The Folger, like many other research institutions and organizations, fully supports and adheres to these principles as they are legally defined. But the Institute aspires to a higher standard, one of free and open inquiry and respectful debate. We value historical evidence, and we also acknowledge that one may find deliberate elisions and silences in the archive. We are attentive to language, genre, and the means of persuasion. We bear responsibility to articulate the stakes of an argument and create meaningful interpretations.
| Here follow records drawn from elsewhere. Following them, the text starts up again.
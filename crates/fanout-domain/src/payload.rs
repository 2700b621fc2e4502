//! Códecs de payload de mensajes de control.
//!
//! Todos los payloads viajan en base64 sobre el transporte. Se decodifica con
//! el alfabeto estándar y, si falla, con el URL-safe sin padding (ambos
//! aparecen en el tráfico del messenger). Se codifica siempre con el
//! estándar.
use base64::engine::general_purpose::{STANDARD, URL_SAFE_NO_PAD};
use base64::Engine;
use chrono::{DateTime, Utc};
use serde::{Deserialize, Serialize};

use crate::error::PayloadError;

pub fn encode_data(raw: &[u8]) -> String {
    STANDARD.encode(raw)
}

pub fn decode_data(data: &str) -> Result<Vec<u8>, PayloadError> {
    match STANDARD.decode(data) {
        Ok(bytes) => Ok(bytes),
        Err(_) => Ok(URL_SAFE_NO_PAD.decode(data.trim_end_matches('='))?),
    }
}

pub fn encode_json<T: Serialize>(value: &T) -> Result<String, PayloadError> {
    Ok(encode_data(&serde_json::to_vec(value)?))
}

pub fn decode_json<T: for<'de> Deserialize<'de>>(data: &str) -> Result<T, PayloadError> {
    Ok(serde_json::from_slice(&decode_data(data)?)?)
}

/// `{message_id}` de un recall.
#[derive(Debug, Clone, PartialEq, Eq, Serialize, Deserialize)]
pub struct RecallBody {
    pub message_id: String,
}

#[derive(Debug, Clone, Copy, PartialEq, Eq, Serialize, Deserialize)]
pub enum PinAction {
    #[serde(rename = "PIN")]
    Pin,
    #[serde(rename = "UNPIN")]
    Unpin,
}

/// `{action, message_ids}` de un pin/unpin.
#[derive(Debug, Clone, PartialEq, Eq, Serialize, Deserialize)]
pub struct PinBody {
    pub action: PinAction,
    #[serde(default)]
    pub message_ids: Vec<String>,
}

/// Entrada de un transcript (historial reenviado). Los campos que no se
/// modelan se conservan tal cual en `extra`.
#[derive(Debug, Clone, PartialEq, Default, Serialize, Deserialize)]
pub struct TranscriptEntry {
    #[serde(default, skip_serializing_if = "Option::is_none")]
    pub transcript_id: Option<String>,
    #[serde(default, skip_serializing_if = "Option::is_none")]
    pub message_id: Option<String>,
    #[serde(default, skip_serializing_if = "Option::is_none")]
    pub user_id: Option<String>,
    #[serde(default, skip_serializing_if = "Option::is_none")]
    pub user_full_name: Option<String>,
    #[serde(default, skip_serializing_if = "Option::is_none")]
    pub category: Option<String>,
    #[serde(default, skip_serializing_if = "Option::is_none")]
    pub content: Option<String>,
    #[serde(default, skip_serializing_if = "Option::is_none")]
    pub media_url: Option<String>,
    #[serde(default, skip_serializing_if = "Option::is_none")]
    pub media_name: Option<String>,
    #[serde(default, skip_serializing_if = "Option::is_none")]
    pub media_size: Option<i64>,
    #[serde(default, skip_serializing_if = "Option::is_none")]
    pub media_width: Option<i64>,
    #[serde(default, skip_serializing_if = "Option::is_none")]
    pub media_height: Option<i64>,
    #[serde(default, skip_serializing_if = "Option::is_none")]
    pub media_duration: Option<i64>,
    #[serde(default, skip_serializing_if = "Option::is_none")]
    pub media_mime_type: Option<String>,
    #[serde(default, skip_serializing_if = "Option::is_none")]
    pub media_created_at: Option<DateTime<Utc>>,
    #[serde(default, skip_serializing_if = "Option::is_none")]
    pub quote_id: Option<String>,
    #[serde(default, skip_serializing_if = "Option::is_none")]
    pub quote_content: Option<String>,
    #[serde(default, skip_serializing_if = "Option::is_none")]
    pub caption: Option<String>,
    #[serde(default, skip_serializing_if = "Option::is_none")]
    pub created_at: Option<DateTime<Utc>>,
    #[serde(flatten)]
    pub extra: serde_json::Map<String, serde_json::Value>,
}

/// Decodifica la lista de entradas de un transcript.
pub fn decode_transcript(data: &str) -> Result<Vec<TranscriptEntry>, PayloadError> {
    decode_json(data)
}

/// Sella cada entrada con `transcript_id` y devuelve el payload recodificado.
pub fn stamp_transcript(entries: &[TranscriptEntry], transcript_id: &str) -> Result<String, PayloadError> {
    let stamped: Vec<TranscriptEntry> = entries.iter()
                                               .cloned()
                                               .map(|mut e| {
                                                   e.transcript_id = Some(transcript_id.to_string());
                                                   e
                                               })
                                               .collect();
    encode_json(&stamped)
}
Many of the conversations we join have been centuries in the making; indeed, they likely took shape in the very period at the center of the Folger collection.

We take these objectives and methods to be intrinsic to our mission as the research arm of a humanities research library, and are committed to exemplifying them: attending to topics of inquiry that advance historical understanding in conflicted areas; opening up new subjects of inquiry as relevant to our times and our communities’ interests; critically examining our own collection and other repositories of early modern culture to consider their legacies; and including and cultivating more diverse voices. We use our influence as a hub of many communities, and we pursue funding opportunities and partnerships that will advance these goals.

History of the Folger Institute

The Folger Institute was established in 1970 as a partnership between the Folger Shakespeare Library and two Washington-area universities. The consortium’s remit was to sponsor research seminars in early modern topics that would be well served by the Folger’s collections. A few years later, an endowment from the Andrew W. Mellon Foundation provided invaluable sustaining support for the Institute. Over time, the consortium has grown, from local to regional to international strengths. NEH summer institutes for humanities faculty have extended the Institute’s reach nationally, and in the mid-1980s, NEH funding established research centers for the study of Shakespeare and the history of British political thought.

That decade also saw the revitalization of the Folger’s fellowships program, which had been a feature of the Library’s work since 1935, albeit without sustained financial grounding. Beginning in 1985, a series of NEH grants and dedicated matching endowments from donors assured the future of the fellowships program. In the 1990s, the fellowships program moved from the Director’s office to the Folger’s Research division (then known as Academic Programs) and was further strengthened by a series of grants and endowments from the Mellon Foundation.

In 2013, the Institute became its own department at the Folger, absorbing fellowships and scholarly programs, and seeking to incorporate a new model for collaborative research in the humanities. In 2016, the Institute inaugurated its Mellon initiative in collaborative research with the project, Before ‘Farm to Table’: Early Modern Foodways and Cultures.